Die Bestätigung lautet auszugsweise wie folgt:

"Ich besitze ein privates Mobiltelefon. Ich bin der Auffassung, dass dies für meinen Dienstgeber hilfreich ist, um meine telefonische Erreichbarkeit außerhalb der Dienstzeit gewährleisten zu können.

Weiters gebe ich an, dass ich kein persönlich zugewiesenes Mobiltelefon besitze".

Diese Bestätigung wurde sowohl vom Bw. als auch von seinem Vorgesetzten unterfertigt.

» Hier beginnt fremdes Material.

// tests/routes.rs
mod support;

use std::sync::Arc;

use actix_web::{test, web, App};
use serde_json::Value;
use support::{candles, Canned, FakeSource, RecordingNotifier};
use surge_radar::{
    config::settings::RadarDefaults,
    middleware::metrics::Metrics,
    routes::{
        health::health_routes,
        radar::{radar_scope, RadarState},
    },
    utils::route_debug::dump_routes,
};

fn state(source: FakeSource, notifier: RecordingNotifier) -> (RadarState, Arc<FakeSource>, Arc<RecordingNotifier>) {
    let source = Arc::new(source);
    let notifier = Arc::new(notifier);
    let st = RadarState {
        source: source.clone(),
        notifier: notifier.clone(),
        defaults: RadarDefaults::default(),
    };
    (st, source, notifier)
}

macro_rules! app {
    ($state:expr) => {
        test::init_service(
            App::new()
                .app_data(web::Data::new($state))
                .configure(health_routes)
                .service(radar_scope())
                .service(dump_routes),
        )
        .await
    };
}

#[actix_rt::test]
async fn health_and_debug_routes_respond() {
    let (st, _, _) = state(FakeSource::with(Canned::Candles(vec![])), RecordingNotifier::default());
    let app = app!(st);

    let resp = test::call_service(&app, test::TestRequest::get().uri("/health").to_request()).await;
    assert_eq!(resp.status(), 200);
    assert_eq!(test::read_body(resp).await, "OK");

    let routes: Vec<String> =
        test::call_and_read_body_json(&app, test::TestRequest::get().uri("/debug/routes").to_request()).await;
    assert!(routes.contains(&"GET /api/radar".to_string()));

    // no recorder installed in tests
    let resp = test::call_service(&app, test::TestRequest::get().uri("/metrics").to_request()).await;
    assert_eq!(resp.status(), 404);
}

#[actix_rt::test]
async fn markets_lists_supported_pairs_and_ranges() {
    let (st, _, _) = state(FakeSource::with(Canned::Candles(vec![])), RecordingNotifier::default());
    let app = app!(st);

    let body: Value =
        test::call_and_read_body_json(&app, test::TestRequest::get().uri("/api/markets").to_request()).await;
    assert_eq!(body["success"], true);
    assert_eq!(body["data"]["markets"], serde_json::json!(["KRW-BTC", "KRW-ETH", "KRW-XRP"]));
    assert_eq!(body["data"]["volume_threshold_range"], serde_json::json!([0.0, 500.0]));
    assert_eq!(body["data"]["defaults"]["interval"], "minute30");
    assert_eq!(body["data"]["defaults"]["count"], 50);
}

#[actix_rt::test]
async fn radar_reports_alert_with_charts_and_table() {
    let (st, source, notifier) = state(
        FakeSource::with(Canned::Candles(candles(&[(100.0, 10.0), (160.0, 41.0)]))),
        RecordingNotifier::default(),
    );
    let app = app!(st);

    let req = test::TestRequest::get()
        .uri("/api/radar?market=KRW-ETH&volume_threshold=200&price_threshold=50&interval=minute5&count=2")
        .to_request();
    let resp = test::call_service(&app, req).await;
    assert_eq!(resp.status(), 200);
    let body: Value = test::read_body_json(resp).await;

    let data = &body["data"];
    assert_eq!(data["status"], "alert");
    assert!(data["message"].as_str().unwrap().starts_with("Surge signal detected!"));
    assert_eq!(data["detection"]["fired"], true);
    assert_eq!(data["delivery"]["status"], "sent");
    assert_eq!(data["charts"]["price"].as_array().unwrap().len(), 2);
    assert_eq!(data["charts"]["volume"][1][1], 41.0);
    assert_eq!(data["table"][0]["price_change_pct"], Value::Null);
    let pct = data["table"][1]["price_change_pct"].as_f64().unwrap();
    assert!((pct - 60.0).abs() < 1e-9);

    let calls = source.calls.lock().unwrap();
    assert_eq!(calls[0].2, 2);
    assert_eq!(notifier.sent.lock().unwrap().len(), 1);
}

#[actix_rt::test]
async fn radar_without_signal_uses_defaults() {
    let (st, source, notifier) = state(
        FakeSource::with(Canned::Candles(candles(&[(100.0, 10.0), (101.0, 11.0)]))),
        RecordingNotifier::default(),
    );
    let app = app!(st);

    let body: Value =
        test::call_and_read_body_json(&app, test::TestRequest::get().uri("/api/radar").to_request()).await;
    assert_eq!(body["data"]["status"], "no_signal");
    assert_eq!(body["message"], "No signal currently meets the thresholds.");
    assert_eq!(body["data"]["delivery"]["status"], "not_attempted");
    assert_eq!(body["data"]["request"]["market"], "KRW-BTC");
    assert_eq!(source.calls.lock().unwrap()[0].2, 50);
    assert_eq!(notifier.attempts(), 0);
}

#[actix_rt::test]
async fn delivery_failure_still_shows_result() {
    let (st, _, _) = state(
        FakeSource::with(Canned::Candles(candles(&[(100.0, 10.0), (160.0, 41.0)]))),
        RecordingNotifier::rejecting(),
    );
    let app = app!(st);

    let resp = test::call_service(&app, test::TestRequest::get().uri("/api/radar").to_request()).await;
    assert_eq!(resp.status(), 200);
    let body: Value = test::read_body_json(resp).await;
    assert_eq!(body["data"]["detection"]["fired"], true);
    assert_eq!(body["data"]["delivery"]["status"], "failed");
}

#[actix_rt::test]
async fn invalid_query_is_a_bad_request() {
    let (st, source, _) = state(FakeSource::with(Canned::Candles(vec![])), RecordingNotifier::default());
    let app = app!(st);

    for uri in [
        "/api/radar?market=KRW-DOGE",
        "/api/radar?volume_threshold=900",
        "/api/radar?price_threshold=-1",
        "/api/radar?count=0",
        "/api/radar?interval=fortnight",
        "/api/radar?count=70000",
        "/api/radar?volume_threshold=abc",
    ] {
        let resp = test::call_service(&app, test::TestRequest::get().uri(uri).to_request()).await;
        assert_eq!(resp.status(), 400, "{uri}");
        let body: Value = test::read_body_json(resp).await;
        assert_eq!(body["success"], false, "{uri}");
        assert_eq!(body["data"], Value::Null, "{uri}");
        assert!(body["message"].as_str().is_some(), "{uri}");
    }
    assert!(source.calls.lock().unwrap().is_empty());
}

#[actix_rt::test]
async fn fetch_failure_is_bad_gateway_without_data() {
    for canned in [Canned::Unavailable, Canned::Malformed] {
        let (st, _, notifier) = state(FakeSource::with(canned), RecordingNotifier::default());
        let app = app!(st);

        let resp = test::call_service(&app, test::TestRequest::get().uri("/api/radar").to_request()).await;
        assert_eq!(resp.status(), 502);
        let body: Value = test::read_body_json(resp).await;
        assert_eq!(body["success"], false);
        assert_eq!(body["data"], Value::Null);
        assert!(body["message"].as_str().unwrap().starts_with("Market data error"));
        assert_eq!(notifier.attempts(), 0);
    }
}

#[actix_rt::test]
async fn metrics_middleware_passes_responses_through() {
    let (st, _, _) = state(FakeSource::with(Canned::Candles(vec![])), RecordingNotifier::default());
    let app = test::init_service(
        App::new()
            .wrap(Metrics)
            .app_data(web::Data::new(st))
            .configure(health_routes)
            .service(radar_scope()),
    )
    .await;

    let resp = test::call_service(&app, test::TestRequest::get().uri("/health").to_request()).await;
    assert_eq!(resp.status(), 200);
    let resp = test::call_service(&app, test::TestRequest::get().uri("/nowhere").to_request()).await;
    assert_eq!(resp.status(), 404);
}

c.) Der Umstand, dass die Anschaffung eines Mobiltelefons hilfreich für den Dienstgeber sein kann, trifft auf eine Vielzahl von Steuerpflichtigen (Außendienstmitarbeiter jeglicher Art, Schichtarbeiter, Krankenpflegepersonal etc) zu. Gleiches gilt für die Behauptung des Bw, er müsse für dienstliche Fragen außerhalb des Dienstes und wegen möglicher Änderungen von Diensten erreichbar sein. Mit derartig allgemein gehaltenen Ausführungen kann eine ausschließlich berufliche Anschaffung und Verwendung des Mobiltelefons weder nachgewiesen noch glaubhaft gemacht werden.

d.) Hinzu kommt noch, dass die Bestätigung vom der RTZ und zwar am 12. März 2007 ausgestellt worden ist.

Der Inhalt dieser Bestätigung kann daher nicht ins Jahr 2002 projiziert werden. Zudem hat der Bw. seinen Dienst im Jahr 2002 überwiegend in der Stammdienststelle ZTR und in der Dienststelle B1 verrichtet.

e.) Nach dem der Bw. hinsichtlich des geltend gemachten Aufwandes für ein Mobiltelefon kein abschließendes Vorbringen unter Vorlage von beweiskräftigen Dokumenten erstattet hat (vgl. Vorhalt des unabhängigen Finanzsenates vom 3. Juni 2009, Punkt 4) bestand kein Anlass von der Schätzung des Finanzamtes abzugehen. Im Übrigen hat der Bw. der Berufungsvorentscheidung des Finanzamtes vom 27. Mai 2008, der Vorhaltswirkung zukommt, nichts entgegengesetzt.

6.) Der Berufung konnte daher nur im Ausmaß der Berufungsvorentscheidung vom 27. Mai 2008 Folge gegeben werden.

7.) Die Bemessungsgrundlage und die Höhe der Abgabe sind der Berufungsvorentscheidung vom 27. Mai 2008 zu entnehmen, die insoweit integrierender Bestandteil dieser Berufungsentscheidung ist.

Es war daher spruchgemäß zu entscheiden.